Re: [ceph-users] mimic: 3/4 OSDs crashed on "bluefs enospc"

2018-10-03 Thread Igor Fedotov

Alex,

upstream recommendations for DB sizing are probably good enough but as 
most of fixed allocations they aren't super optimal for all the use 
cases. Usually one either wastes space or lacks it pme day in such configs.


So I think we should have means to have more freedom in volumes 
management (change sizes, migrate, coalesce and split).


LVM usage is a big step toward that but it is still insufficient and 
lacks additional helpers sometimes.



To avoid the issue Sergey is experiencing IMO it's better to have 
standalone DB volume with some extra spare space.  Even if the physical 
media is the same it helps to avoid this lazy rebalancing procedure 
which is the issue's root cause. But this wouldn't eliminate it totally 
- if spillover to main device takes place one might face it again.
The same improvement can be probably done with single device 
configuration by proper rebalance tuning though (bluestore_bluefs_min 
and other params) but that's more complicated to debug and setup 
properly IMO.

Anyway I think the issue is met very rarely.

Sorry given all that I wouldn't comment if 30 GB fits your scenario or 
not.

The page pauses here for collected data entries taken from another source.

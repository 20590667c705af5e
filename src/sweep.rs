//! Density sweeps: trial batches over a falling density schedule, repeated
//! for every grid size and replication count, collected into one table per
//! configuration.

use crate::error::{Error, Result};
use crate::fire::FireRule;
use crate::grid::GridSize;
use crate::observer::{NoopObserver, SnapshotObserver};
use crate::runner::{derive_seed, run_trials, ModelKind, TrialSummary};
use rand::Rng;
use serde::{Deserialize, Serialize};

/// Smallest step the two-decimal rounding can represent
pub const MIN_STEP: f64 = 0.01;

/// Round to two decimal places. Adding zero folds `-0.0` into `0.0`.
pub fn round_density(p: f64) -> f64 {
    (p * 100.0).round() / 100.0 + 0.0
}

/// Densities from `start` down to `stop` (inclusive) in steps of `step`
#[derive(Debug, Clone, Copy, PartialEq, Serialize, Deserialize)]
pub struct DensitySchedule {
    pub start: f64,
    pub stop: f64,
    pub step: f64,
}

impl Default for DensitySchedule {
    fn default() -> Self {
        Self {
            start: 1.0,
            stop: 0.0,
            step: 0.1,
        }
    }
}

impl DensitySchedule {
    pub fn new(start: f64, stop: f64, step: f64) -> Self {
        Self { start, stop, step }
    }

    /// A schedule holding a single density
    pub fn single(p: f64) -> Self {
        Self::new(p, p, 1.0)
    }

    pub fn validate(&self) -> Result<()> {
        for (field, value) in [("start", self.start), ("stop", self.stop)] {
            if !(0.0..=1.0).contains(&value) {
                return Err(Error::invalid(field, format!("density {value} is outside [0, 1]")));
            }
        }
        if self.start < self.stop {
            return Err(Error::invalid(
                "start",
                format!("start {} is below stop {}", self.start, self.stop),
            ));
        }
        if !(MIN_STEP..=1.0).contains(&self.step) {
            return Err(Error::invalid(
                "step",
                format!("step {} must lie in [{MIN_STEP}, 1]", self.step),
            ));
        }
        Ok(())
    }

    /// Strictly decreasing densities, each rounded to two decimals.
    ///
    /// Every value is produced by subtracting `step` from the previous
    /// rounded value and rounding again, so no drift accumulates.
    pub fn values(&self) -> Vec<f64> {
        let stop = round_density(self.stop);
        let mut values = Vec::new();
        let mut p = round_density(self.start);
        while p >= stop {
            values.push(p);
            p = round_density(p - self.step);
        }
        values
    }
}

/// Everything a sweep needs to run
#[derive(Debug, Clone, PartialEq)]
pub struct SweepConfig {
    pub model: ModelKind,
    pub sizes: Vec<GridSize>,
    pub replications: Vec<u32>,
    pub schedule: DensitySchedule,
    /// Seed for the whole sweep; drawn at random when absent
    pub seed: Option<u64>,
    /// Forward grid snapshots to the observer
    pub animate: bool,
}

impl Default for SweepConfig {
    fn default() -> Self {
        Self {
            model: ModelKind::Droplet,
            sizes: vec![GridSize::square(100)],
            replications: vec![100],
            schedule: DensitySchedule::default(),
            seed: None,
            animate: false,
        }
    }
}

impl SweepConfig {
    /// Reject configurations the models cannot run, before any trial starts
    pub fn validate(&self) -> Result<()> {
        self.schedule.validate()?;

        if self.sizes.is_empty() {
            return Err(Error::invalid("sizes", "at least one grid size is required"));
        }
        if let Some(size) = self.sizes.iter().find(|s| s.height == 0 || s.width == 0) {
            return Err(Error::invalid(
                "sizes",
                format!("grid {size} has a zero dimension"),
            ));
        }

        if self.replications.is_empty() {
            return Err(Error::invalid(
                "replications",
                "at least one replication count is required",
            ));
        }
        if self.replications.contains(&0) {
            return Err(Error::invalid("replications", "replication counts must be positive"));
        }

        if let ModelKind::Fire(FireRule {
            ignition_probability: Some(f),
        }) = self.model
        {
            if !(f > 0.0 && f <= 1.0) {
                return Err(Error::invalid(
                    "ignition_probability",
                    format!("{f} must lie in (0, 1]"),
                ));
            }
        }
        Ok(())
    }
}

/// Aggregated statistics for one density value
#[derive(Debug, Clone, PartialEq, Serialize, Deserialize)]
pub struct DensityRow {
    pub density: f64,
    pub trial_count: u32,
    pub boundary_reach_count: u32,
    pub reach_probability: f64,
    /// Droplet model only
    pub total_depth: Option<u64>,
    /// Droplet model only
    pub average_depth: Option<f64>,
    /// Fire model only
    pub average_ignitions: Option<f64>,
}

impl DensityRow {
    pub fn from_summary(density: f64, model: &ModelKind, summary: &TrialSummary) -> Self {
        let trials = summary.trials.max(1) as f64;
        let (total_depth, average_depth, average_ignitions) = match model {
            ModelKind::Droplet => (
                Some(summary.total_depth),
                Some(summary.total_depth as f64 / trials),
                None,
            ),
            ModelKind::Fire(_) => (None, None, Some(summary.total_ignitions as f64 / trials)),
        };
        Self {
            density,
            trial_count: summary.trials,
            boundary_reach_count: summary.boundary_reach_count,
            reach_probability: summary.reach_probability(),
            total_depth,
            average_depth,
            average_ignitions,
        }
    }
}

/// One (grid size, replication count) configuration of a sweep
#[derive(Debug, Clone, PartialEq, Serialize, Deserialize)]
pub struct SweepTable {
    pub size: GridSize,
    pub replications: u32,
    /// Rows in schedule order, densities strictly decreasing
    pub rows: Vec<DensityRow>,
    /// First density, scanning down from the top, where any trial reached
    /// the boundary
    pub critical_density: Option<f64>,
}

impl SweepTable {
    pub fn new(size: GridSize, replications: u32, rows: Vec<DensityRow>) -> Self {
        let critical_density = rows
            .iter()
            .find(|row| row.boundary_reach_count >= 1)
            .map(|row| row.density);
        Self {
            size,
            replications,
            rows,
            critical_density,
        }
    }
}

/// Full output of a sweep
#[derive(Debug, Clone, PartialEq, Serialize, Deserialize)]
pub struct SweepReport {
    pub model: ModelKind,
    /// Seed actually used, so unseeded runs can be repeated
    pub seed: u64,
    pub tables: Vec<SweepTable>,
}

/// Receives each finished table as soon as its configuration completes
pub trait TableSink {
    fn table_ready(&mut self, model: &ModelKind, table: &SweepTable) -> Result<()>;
}

impl TableSink for Vec<SweepTable> {
    fn table_ready(&mut self, _model: &ModelKind, table: &SweepTable) -> Result<()> {
        self.push(table.clone());
        Ok(())
    }
}

/// Run a full sweep, handing each table to `sink` as it completes.
///
/// Every density row gets its own base seed derived from the sweep seed and
/// the (size, replication, density) indices.
pub fn run_sweep(
    config: &SweepConfig,
    observer: &mut dyn SnapshotObserver,
    sink: &mut dyn TableSink,
) -> Result<SweepReport> {
    config.validate()?;

    let seed = config.seed.unwrap_or_else(|| rand::thread_rng().gen());
    let densities = config.schedule.values();
    let mut noop = NoopObserver;
    let mut tables = Vec::with_capacity(config.sizes.len() * config.replications.len());

    log::info!(
        "{} sweep: {} sizes x {} replication counts x {} densities (seed {})",
        config.model.name(),
        config.sizes.len(),
        config.replications.len(),
        densities.len(),
        seed
    );

    for (size_idx, &size) in config.sizes.iter().enumerate() {
        let size_seed = derive_seed(seed, size_idx as u64);
        for (rep_idx, &nrep) in config.replications.iter().enumerate() {
            let rep_seed = derive_seed(size_seed, rep_idx as u64);
            log::info!("Grid {size}, {nrep} realisations");
            if config.animate {
                observer.configuration_started(size, nrep);
            }

            let mut rows = Vec::with_capacity(densities.len());
            for (density_idx, &p) in densities.iter().enumerate() {
                let observer: &mut dyn SnapshotObserver = if config.animate {
                    &mut *observer
                } else {
                    &mut noop
                };
                let base_seed = derive_seed(rep_seed, density_idx as u64);
                let summary = run_trials(&config.model, size, p, nrep, base_seed, observer);
                let row = DensityRow::from_summary(p, &config.model, &summary);
                log::debug!(
                    "p={:.2}: {}/{} reached boundary ({:.3})",
                    p,
                    row.boundary_reach_count,
                    row.trial_count,
                    row.reach_probability
                );
                rows.push(row);
            }

            let table = SweepTable::new(size, nrep, rows);
            match table.critical_density {
                Some(pc) => log::info!("Grid {size}, {nrep} realisations: critical density {pc:.2}"),
                None => log::info!("Grid {size}, {nrep} realisations: boundary never reached"),
            }
            sink.table_ready(&config.model, &table)?;
            tables.push(table);
        }
    }

    Ok(SweepReport {
        model: config.model,
        seed,
        tables,
    })
}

I don't know :)


Thanks,
Igor

On 10/2/2018 5:23 PM, Alex Litvak wrote:

Igor,

Thank you for your reply.  So what you are saying there are really no 
sensible space requirements for a collocated device? Even if I setup 
30 GB for DB (which I really wouldn't like to do due to a space waste 
considerations ) there is a chance that if this space feels up I will 
be in the same trouble under some heavy load scenario?


On 10/2/2018 9:15 AM, Igor Fedotov wrote:
Even with a single device bluestore has a sort of implicit "BlueFS 
partition" where DB is stored.  And it dynamically adjusts 
(rebalances) the space for that partition in background. 
Unfortunately it might perform that "too lazy" and hence under some 
heavy load it might end-up with the lack of space for that partition. 
While main device still has plenty of free space.

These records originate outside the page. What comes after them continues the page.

mod animation;
mod config;
mod droplet;
mod error;
mod export;
mod fire;
mod grid;
mod observer;
mod presets;
mod runner;
mod settings;
mod sweep;

use animation::{GifRecorder, Palette, RecorderOptions};
use clap::Parser;
use config::AppConfig;
use error::Error;
use export::{format_table, write_json_report, CsvTableWriter};
use grid::GridSize;
use observer::NoopObserver;
use presets::{Preset, PresetManager};
use runner::ModelKind;
use settings::{ModelChoice, SweepSettings};
use std::fs::File;
use std::io::BufWriter;
use std::path::PathBuf;
use sweep::{run_sweep, SweepTable, TableSink};

#[derive(Parser, Debug)]
#[command(name = "percolation-sim")]
#[command(about = "Monte-Carlo percolation sweeps for droplet and fire spread models")]
struct Args {
    // === Model ===
    /// Model to run (droplet, fire)
    #[arg(short = 'm', long)]
    model: Option<String>,

    /// Chance a tree next to the fire ignites (0-1], enables the stochastic fire rule
    #[arg(short = 'f', long = "ignition-probability")]
    ignition_probability: Option<f64>,

    // === Grid ===
    /// Square grid sizes to compare (comma separated)
    #[arg(long, value_delimiter = ',')]
    size: Vec<usize>,

    /// Grid height (use with --width for a rectangular grid)
    #[arg(long, requires = "width")]
    height: Option<usize>,

    /// Grid width
    #[arg(long, requires = "height")]
    width: Option<usize>,

    // === Sweep ===
    /// Replication counts to compare (comma separated)
    #[arg(short = 'n', long, value_delimiter = ',')]
    nrep: Vec<u32>,

    /// Highest density in the sweep (0-1)
    #[arg(long)]
    start: Option<f64>,

    /// Lowest density in the sweep, inclusive (0-1)
    #[arg(long)]
    stop: Option<f64>,

    /// Density decrement (0.01-1)
    #[arg(long)]
    step: Option<f64>,

    /// RNG seed for a reproducible sweep
    #[arg(long)]
    seed: Option<u64>,

    // === Animation ===
    /// Record trials as GIF animations
    #[arg(long)]
    animate: bool,

    /// Animation output path
    #[arg(long, default_value = "percolation.gif")]
    gif: PathBuf,

    /// Write all frames to one GIF instead of one per density
    #[arg(long = "single-gif")]
    single_gif: bool,

    /// Delay between frames in milliseconds
    #[arg(long = "frame-delay")]
    frame_delay: Option<u32>,

    /// Maximum number of frames recorded
    #[arg(long = "max-frames")]
    max_frames: Option<usize>,

    /// Pixels per cell in the animation (1-32)
    #[arg(long)]
    scale: Option<u32>,

    // === Output ===
    /// Write every table row to a CSV file
    #[arg(long)]
    csv: Option<PathBuf>,

    /// Write the full report as JSON
    #[arg(long)]
    json: Option<PathBuf>,

    // === Config and presets ===
    /// Load settings from a config file
    #[arg(short = 'c', long)]
    config: Option<PathBuf>,

    /// Save the resolved settings to a config file
    #[arg(long = "save-config")]
    save_config: Option<PathBuf>,

    /// Start from a named preset
    #[arg(short = 'p', long)]
    preset: Option<String>,

    /// List available presets and exit
    #[arg(long = "list-presets")]
    list_presets: bool,

    /// Save the resolved settings as a user preset
    #[arg(long = "save-preset")]
    save_preset: Option<String>,

    /// Delete a user preset and exit
    #[arg(long = "delete-preset")]
    delete_preset: Option<String>,
}

fn parse_model(s: &str) -> Option<ModelChoice> {
    match s.to_lowercase().as_str() {
        "droplet" | "drop" | "water" => Some(ModelChoice::Droplet),
        "fire" | "forest" | "forest-fire" => Some(ModelChoice::Fire),
        _ => None,
    }
}

/// Command line values override whatever the preset or config file set
fn apply_args(settings: &mut SweepSettings, args: &Args) -> Result<(), Error> {
    // Apply model settings
    if let Some(model) = &args.model {
        settings.model = parse_model(model)
            .ok_or_else(|| Error::invalid("model", format!("unknown model '{model}'")))?;
    }
    if let Some(f) = args.ignition_probability {
        settings.ignition_probability = Some(f);
    }

    // Apply grid settings
    if let (Some(height), Some(width)) = (args.height, args.width) {
        settings.sizes = vec![GridSize::new(height, width)];
    } else if !args.size.is_empty() {
        settings.sizes = args.size.iter().map(|&n| GridSize::square(n)).collect();
    }

    // Apply sweep settings
    if !args.nrep.is_empty() {
        settings.replications = args.nrep.clone();
    }
    if let Some(start) = args.start {
        settings.density_start = start;
    }
    if let Some(stop) = args.stop {
        settings.density_stop = stop;
    }
    if let Some(step) = args.step {
        settings.density_step = step;
    }
    if args.seed.is_some() {
        settings.seed = args.seed;
    }

    // Apply animation settings
    if args.animate {
        settings.animate = true;
    }
    if args.single_gif {
        settings.separate_animations = false;
    }
    if let Some(delay) = args.frame_delay {
        settings.frame_delay_ms = delay;
    }
    if let Some(max_frames) = args.max_frames {
        settings.max_frames = max_frames;
    }
    if let Some(scale) = args.scale {
        settings.cell_scale = scale.clamp(1, 32);
    }
    Ok(())
}

/// Prints each table as it completes and mirrors it to the CSV file
struct ReportSink {
    csv: Option<CsvTableWriter<BufWriter<File>>>,
}

impl TableSink for ReportSink {
    fn table_ready(&mut self, model: &ModelKind, table: &SweepTable) -> error::Result<()> {
        println!("{}", format_table(model, table));
        if let Some(csv) = self.csv.as_mut() {
            csv.table_ready(model, table)?;
        }
        Ok(())
    }
}

fn list_presets(presets: &PresetManager) {
    println!("Built-in presets:");
    for preset in &presets.built_in {
        println!("  {:<24} {}", preset.name, preset.description);
    }
    if !presets.saved.is_empty() {
        println!("Saved presets:");
        for preset in &presets.saved {
            println!("  {:<24} {}", preset.name, preset.description);
        }
    }
}

fn main() -> Result<(), Box<dyn std::error::Error>> {
    let args = Args::parse();

    env_logger::Builder::from_env(env_logger::Env::default().default_filter_or("info")).init();

    let mut presets = PresetManager::new();

    if args.list_presets {
        list_presets(&presets);
        return Ok(());
    }

    if let Some(name) = &args.delete_preset {
        presets.delete_preset(name)?;
        log::info!("Deleted preset '{}'", name);
        return Ok(());
    }

    // Resolve settings: defaults, then preset, then config file, then flags
    let mut settings = match &args.preset {
        Some(name) => {
            let preset = presets.find(name).ok_or_else(|| {
                Error::Preset(format!(
                    "unknown preset '{}' (available: {})",
                    name,
                    presets.names().join(", ")
                ))
            })?;
            log::info!("Using preset '{}'", preset.name);
            preset.settings.clone()
        }
        None => SweepSettings::default(),
    };

    if let Some(path) = &args.config {
        let config = AppConfig::load_from_file(path)?;
        log::info!("Loaded config version {} from {}", config.version, path.display());
        settings = config.settings;
    }

    apply_args(&mut settings, &args)?;

    if let Some(path) = &args.save_config {
        AppConfig::new(settings.clone()).save_to_file(path)?;
        log::info!("Saved config to {}", path.display());
    }

    if let Some(name) = &args.save_preset {
        presets.save_preset(Preset::new(
            name.as_str(),
            "Saved from the command line",
            settings.clone(),
        ))?;
        log::info!("Saved preset '{}'", name);
    }

    let config = settings.to_sweep_config();
    let [empty, occupied, active] = settings.model.cell_labels();
    log::debug!(
        "{} model cells: empty={}, occupied={}, active={}",
        settings.model.name(),
        empty,
        occupied,
        active
    );

    let mut sink = ReportSink {
        csv: match &args.csv {
            Some(path) => Some(CsvTableWriter::create(path)?),
            None => None,
        },
    };

    let mut recorder = settings.animate.then(|| {
        GifRecorder::new(
            args.gif.clone(),
            Palette::for_model(&config.model),
            RecorderOptions::from_settings(&settings),
        )
    });

    let report = match recorder.as_mut() {
        Some(recorder) => run_sweep(&config, recorder, &mut sink)?,
        None => run_sweep(&config, &mut NoopObserver, &mut sink)?,
    };

    println!("Seed: {}", report.seed);

    if let Some(csv) = sink.csv.take() {
        csv.into_inner()?;
    }
    if let Some(path) = &args.csv {
        log::info!("Wrote CSV to {}", path.display());
    }

    if let Some(path) = &args.json {
        write_json_report(path, &report)?;
        log::info!("Wrote report to {}", path.display());
    }

    if let Some(recorder) = recorder {
        let files = recorder.finish()?;
        if files.is_empty() {
            log::warn!("No animation frames were recorded");
        }
    }

    Ok(())
}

I'm planning to refactor this re-balancing procedure in the future to 
eliminate the root cause.



Thanks,

Igor


On 10/2/2018 5:04 PM, Alex Litvak wrote:
I am sorry for interrupting the thread, but my understanding always 
was that blue store on the single device should not care of the DB 
size, i.e. it would use the data part for all operations if DB is 
full.  And if it is not true, what would be sensible defaults on 800 
GB SSD?  I used ceph-ansible to build my cluster with system 
defaults and from I reading in this thread doesn't give me a good 
feeling at all. Document ion on the topic is very sketchy and online 
posts contradict each other some times.


Thank you in advance,

On 10/2/2018 8:52 AM, Igor Fedotov wrote:

May I have a repair log for that "already expanded" OSD?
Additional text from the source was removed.